-- Opening Marker --
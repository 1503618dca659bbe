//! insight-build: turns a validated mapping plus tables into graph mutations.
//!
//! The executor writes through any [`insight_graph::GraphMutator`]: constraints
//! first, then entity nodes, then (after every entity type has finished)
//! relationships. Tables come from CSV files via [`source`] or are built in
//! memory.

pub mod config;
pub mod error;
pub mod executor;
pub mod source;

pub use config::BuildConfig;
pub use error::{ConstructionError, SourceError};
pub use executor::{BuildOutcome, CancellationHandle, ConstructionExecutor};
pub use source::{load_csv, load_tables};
-- Closing Marker --
-- Opening Marker --
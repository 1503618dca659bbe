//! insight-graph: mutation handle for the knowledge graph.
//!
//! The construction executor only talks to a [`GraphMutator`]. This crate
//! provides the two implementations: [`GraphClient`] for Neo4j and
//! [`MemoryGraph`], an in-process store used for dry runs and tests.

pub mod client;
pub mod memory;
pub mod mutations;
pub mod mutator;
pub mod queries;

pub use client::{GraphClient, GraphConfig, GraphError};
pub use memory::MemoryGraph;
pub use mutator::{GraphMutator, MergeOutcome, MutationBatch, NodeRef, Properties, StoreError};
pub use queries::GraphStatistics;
-- Closing Marker --
-- Opening Marker --
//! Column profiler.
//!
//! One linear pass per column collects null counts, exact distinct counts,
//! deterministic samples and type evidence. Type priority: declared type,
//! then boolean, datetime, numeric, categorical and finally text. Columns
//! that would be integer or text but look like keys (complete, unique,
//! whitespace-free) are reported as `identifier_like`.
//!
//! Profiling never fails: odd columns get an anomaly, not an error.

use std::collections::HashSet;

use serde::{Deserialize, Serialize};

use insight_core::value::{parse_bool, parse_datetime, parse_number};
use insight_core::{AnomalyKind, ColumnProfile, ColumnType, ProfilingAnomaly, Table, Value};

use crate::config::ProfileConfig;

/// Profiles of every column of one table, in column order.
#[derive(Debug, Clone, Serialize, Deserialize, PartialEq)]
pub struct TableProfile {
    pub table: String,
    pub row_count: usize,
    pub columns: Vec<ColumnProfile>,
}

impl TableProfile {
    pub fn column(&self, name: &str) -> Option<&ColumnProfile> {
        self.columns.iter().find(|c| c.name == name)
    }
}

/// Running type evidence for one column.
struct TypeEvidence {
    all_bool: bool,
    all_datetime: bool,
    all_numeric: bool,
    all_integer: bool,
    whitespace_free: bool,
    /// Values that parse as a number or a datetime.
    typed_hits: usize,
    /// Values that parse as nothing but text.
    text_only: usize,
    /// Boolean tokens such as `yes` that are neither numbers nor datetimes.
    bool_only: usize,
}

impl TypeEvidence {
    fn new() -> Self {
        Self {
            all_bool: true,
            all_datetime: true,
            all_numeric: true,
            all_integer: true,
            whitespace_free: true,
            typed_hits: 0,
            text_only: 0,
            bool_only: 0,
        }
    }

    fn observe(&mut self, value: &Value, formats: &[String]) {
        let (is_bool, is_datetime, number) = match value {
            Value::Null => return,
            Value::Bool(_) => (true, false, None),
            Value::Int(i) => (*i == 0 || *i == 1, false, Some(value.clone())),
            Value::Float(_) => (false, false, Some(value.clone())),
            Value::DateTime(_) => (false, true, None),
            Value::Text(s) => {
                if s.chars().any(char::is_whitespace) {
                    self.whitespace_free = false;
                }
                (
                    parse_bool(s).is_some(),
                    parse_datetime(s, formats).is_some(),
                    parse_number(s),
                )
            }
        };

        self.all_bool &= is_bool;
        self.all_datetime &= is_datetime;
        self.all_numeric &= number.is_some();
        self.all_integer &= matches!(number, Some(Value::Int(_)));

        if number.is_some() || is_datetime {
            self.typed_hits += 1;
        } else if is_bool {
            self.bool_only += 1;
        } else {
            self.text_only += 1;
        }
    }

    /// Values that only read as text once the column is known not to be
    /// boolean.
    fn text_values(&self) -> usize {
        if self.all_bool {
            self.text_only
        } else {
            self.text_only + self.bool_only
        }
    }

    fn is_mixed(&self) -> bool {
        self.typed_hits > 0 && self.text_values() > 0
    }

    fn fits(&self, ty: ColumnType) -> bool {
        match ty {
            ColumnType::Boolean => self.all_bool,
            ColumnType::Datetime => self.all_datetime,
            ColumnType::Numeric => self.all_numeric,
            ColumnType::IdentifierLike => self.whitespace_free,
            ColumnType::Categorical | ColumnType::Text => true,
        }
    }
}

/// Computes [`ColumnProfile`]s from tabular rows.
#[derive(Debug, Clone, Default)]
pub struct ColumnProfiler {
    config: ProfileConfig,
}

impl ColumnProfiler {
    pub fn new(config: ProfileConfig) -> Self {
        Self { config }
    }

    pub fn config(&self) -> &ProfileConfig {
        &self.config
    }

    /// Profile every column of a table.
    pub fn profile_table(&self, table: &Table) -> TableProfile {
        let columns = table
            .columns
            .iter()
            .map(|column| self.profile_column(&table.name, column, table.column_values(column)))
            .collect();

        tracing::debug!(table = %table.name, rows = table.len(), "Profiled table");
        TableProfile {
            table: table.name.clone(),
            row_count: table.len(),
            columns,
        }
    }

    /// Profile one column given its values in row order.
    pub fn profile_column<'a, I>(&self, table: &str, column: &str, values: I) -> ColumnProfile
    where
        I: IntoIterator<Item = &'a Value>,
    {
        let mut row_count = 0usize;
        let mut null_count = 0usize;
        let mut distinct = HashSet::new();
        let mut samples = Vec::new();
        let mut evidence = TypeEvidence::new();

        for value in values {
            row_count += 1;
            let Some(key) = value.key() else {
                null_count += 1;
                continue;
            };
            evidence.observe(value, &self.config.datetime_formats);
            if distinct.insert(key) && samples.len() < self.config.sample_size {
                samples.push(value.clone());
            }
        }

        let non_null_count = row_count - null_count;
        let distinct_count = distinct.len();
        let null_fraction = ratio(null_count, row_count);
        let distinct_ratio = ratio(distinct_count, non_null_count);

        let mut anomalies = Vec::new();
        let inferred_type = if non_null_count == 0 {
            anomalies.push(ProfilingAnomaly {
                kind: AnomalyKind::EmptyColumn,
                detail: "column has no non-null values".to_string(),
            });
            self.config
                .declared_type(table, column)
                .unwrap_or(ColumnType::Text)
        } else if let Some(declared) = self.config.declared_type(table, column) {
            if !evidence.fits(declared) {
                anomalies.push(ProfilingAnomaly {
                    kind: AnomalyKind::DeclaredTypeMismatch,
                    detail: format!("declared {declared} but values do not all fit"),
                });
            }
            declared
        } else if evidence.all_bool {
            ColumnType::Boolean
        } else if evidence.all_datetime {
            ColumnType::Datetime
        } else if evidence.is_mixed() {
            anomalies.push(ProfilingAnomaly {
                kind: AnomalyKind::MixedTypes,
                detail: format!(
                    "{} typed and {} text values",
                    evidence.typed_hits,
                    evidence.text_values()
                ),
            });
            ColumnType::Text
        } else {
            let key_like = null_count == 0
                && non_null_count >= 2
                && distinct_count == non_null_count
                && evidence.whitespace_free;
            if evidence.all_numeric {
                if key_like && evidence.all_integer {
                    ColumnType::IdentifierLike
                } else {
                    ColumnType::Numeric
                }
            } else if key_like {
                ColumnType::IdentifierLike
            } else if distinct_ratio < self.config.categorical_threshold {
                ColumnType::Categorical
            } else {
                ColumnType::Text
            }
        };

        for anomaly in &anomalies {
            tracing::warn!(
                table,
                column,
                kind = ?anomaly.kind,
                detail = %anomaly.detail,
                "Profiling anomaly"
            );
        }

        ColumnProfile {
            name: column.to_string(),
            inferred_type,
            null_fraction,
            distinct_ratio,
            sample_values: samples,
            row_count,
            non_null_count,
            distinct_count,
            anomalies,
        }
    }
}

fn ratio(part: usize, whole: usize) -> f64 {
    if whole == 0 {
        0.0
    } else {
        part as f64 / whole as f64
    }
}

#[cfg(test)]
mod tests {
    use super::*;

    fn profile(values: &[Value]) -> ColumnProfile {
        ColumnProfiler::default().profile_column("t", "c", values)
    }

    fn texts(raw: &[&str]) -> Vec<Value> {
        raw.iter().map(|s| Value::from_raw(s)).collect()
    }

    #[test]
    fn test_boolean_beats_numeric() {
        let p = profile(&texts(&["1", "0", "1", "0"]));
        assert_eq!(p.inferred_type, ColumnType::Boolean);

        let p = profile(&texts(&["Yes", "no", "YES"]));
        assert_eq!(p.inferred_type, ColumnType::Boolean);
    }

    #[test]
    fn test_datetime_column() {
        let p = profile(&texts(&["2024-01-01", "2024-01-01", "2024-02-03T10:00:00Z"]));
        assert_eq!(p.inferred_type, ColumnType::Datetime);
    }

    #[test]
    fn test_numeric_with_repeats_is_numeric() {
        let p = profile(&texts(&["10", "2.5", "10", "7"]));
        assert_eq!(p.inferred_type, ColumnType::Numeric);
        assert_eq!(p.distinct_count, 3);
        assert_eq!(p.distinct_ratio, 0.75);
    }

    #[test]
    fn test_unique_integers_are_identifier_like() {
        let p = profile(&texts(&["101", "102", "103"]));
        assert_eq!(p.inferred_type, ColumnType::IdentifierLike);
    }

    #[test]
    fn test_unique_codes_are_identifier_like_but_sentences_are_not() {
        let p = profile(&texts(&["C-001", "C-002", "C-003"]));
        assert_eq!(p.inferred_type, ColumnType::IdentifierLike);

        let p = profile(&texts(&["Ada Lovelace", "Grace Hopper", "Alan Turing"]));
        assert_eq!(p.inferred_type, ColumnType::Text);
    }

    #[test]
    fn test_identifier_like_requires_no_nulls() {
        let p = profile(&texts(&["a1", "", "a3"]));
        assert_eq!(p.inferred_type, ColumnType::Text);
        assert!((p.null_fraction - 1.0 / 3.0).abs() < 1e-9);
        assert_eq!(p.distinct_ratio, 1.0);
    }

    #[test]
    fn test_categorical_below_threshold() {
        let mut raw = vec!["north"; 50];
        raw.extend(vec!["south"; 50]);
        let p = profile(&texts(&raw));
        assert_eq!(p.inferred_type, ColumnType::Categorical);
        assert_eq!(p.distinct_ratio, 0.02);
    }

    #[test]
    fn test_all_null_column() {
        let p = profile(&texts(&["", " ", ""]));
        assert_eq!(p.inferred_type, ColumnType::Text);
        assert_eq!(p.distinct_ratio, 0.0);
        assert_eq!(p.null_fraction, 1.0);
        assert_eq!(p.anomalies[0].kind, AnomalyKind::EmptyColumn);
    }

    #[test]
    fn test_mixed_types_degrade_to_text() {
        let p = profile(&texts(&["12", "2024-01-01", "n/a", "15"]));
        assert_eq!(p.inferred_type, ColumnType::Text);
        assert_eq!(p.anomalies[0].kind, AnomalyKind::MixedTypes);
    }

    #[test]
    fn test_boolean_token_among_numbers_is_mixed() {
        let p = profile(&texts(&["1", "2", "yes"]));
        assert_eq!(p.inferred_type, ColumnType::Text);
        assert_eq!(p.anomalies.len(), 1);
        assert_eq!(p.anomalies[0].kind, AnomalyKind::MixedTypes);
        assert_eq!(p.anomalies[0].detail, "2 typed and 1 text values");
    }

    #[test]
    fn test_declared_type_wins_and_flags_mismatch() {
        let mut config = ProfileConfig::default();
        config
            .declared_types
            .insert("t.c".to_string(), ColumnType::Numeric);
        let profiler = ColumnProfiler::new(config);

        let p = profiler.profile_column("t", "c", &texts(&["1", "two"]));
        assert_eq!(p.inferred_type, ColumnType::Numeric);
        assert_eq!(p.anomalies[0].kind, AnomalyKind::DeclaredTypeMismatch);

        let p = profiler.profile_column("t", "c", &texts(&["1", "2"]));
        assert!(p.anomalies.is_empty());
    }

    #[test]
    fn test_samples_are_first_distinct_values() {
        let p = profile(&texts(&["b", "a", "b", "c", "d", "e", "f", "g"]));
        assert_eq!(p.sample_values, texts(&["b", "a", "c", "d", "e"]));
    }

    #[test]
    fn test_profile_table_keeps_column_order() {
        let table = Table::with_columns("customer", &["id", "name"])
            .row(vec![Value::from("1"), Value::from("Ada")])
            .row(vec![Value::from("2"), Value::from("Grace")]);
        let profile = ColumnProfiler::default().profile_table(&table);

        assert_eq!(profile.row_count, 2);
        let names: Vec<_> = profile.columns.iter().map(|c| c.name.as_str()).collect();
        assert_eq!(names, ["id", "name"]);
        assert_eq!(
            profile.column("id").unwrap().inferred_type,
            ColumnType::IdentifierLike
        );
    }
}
-- Closing Marker --
* [WHAT IS EXPECTED]: Each line that contains the string "executor" should be copied from the data above.

* [ANSWER SECTION]:
//! The executor writes through any [`insight_graph::GraphMutator`]: constraints
pub mod executor;
pub use executor::{BuildOutcome, CancellationHandle, ConstructionExecutor};
//! The construction executor only talks to a [`GraphMutator`]. This crate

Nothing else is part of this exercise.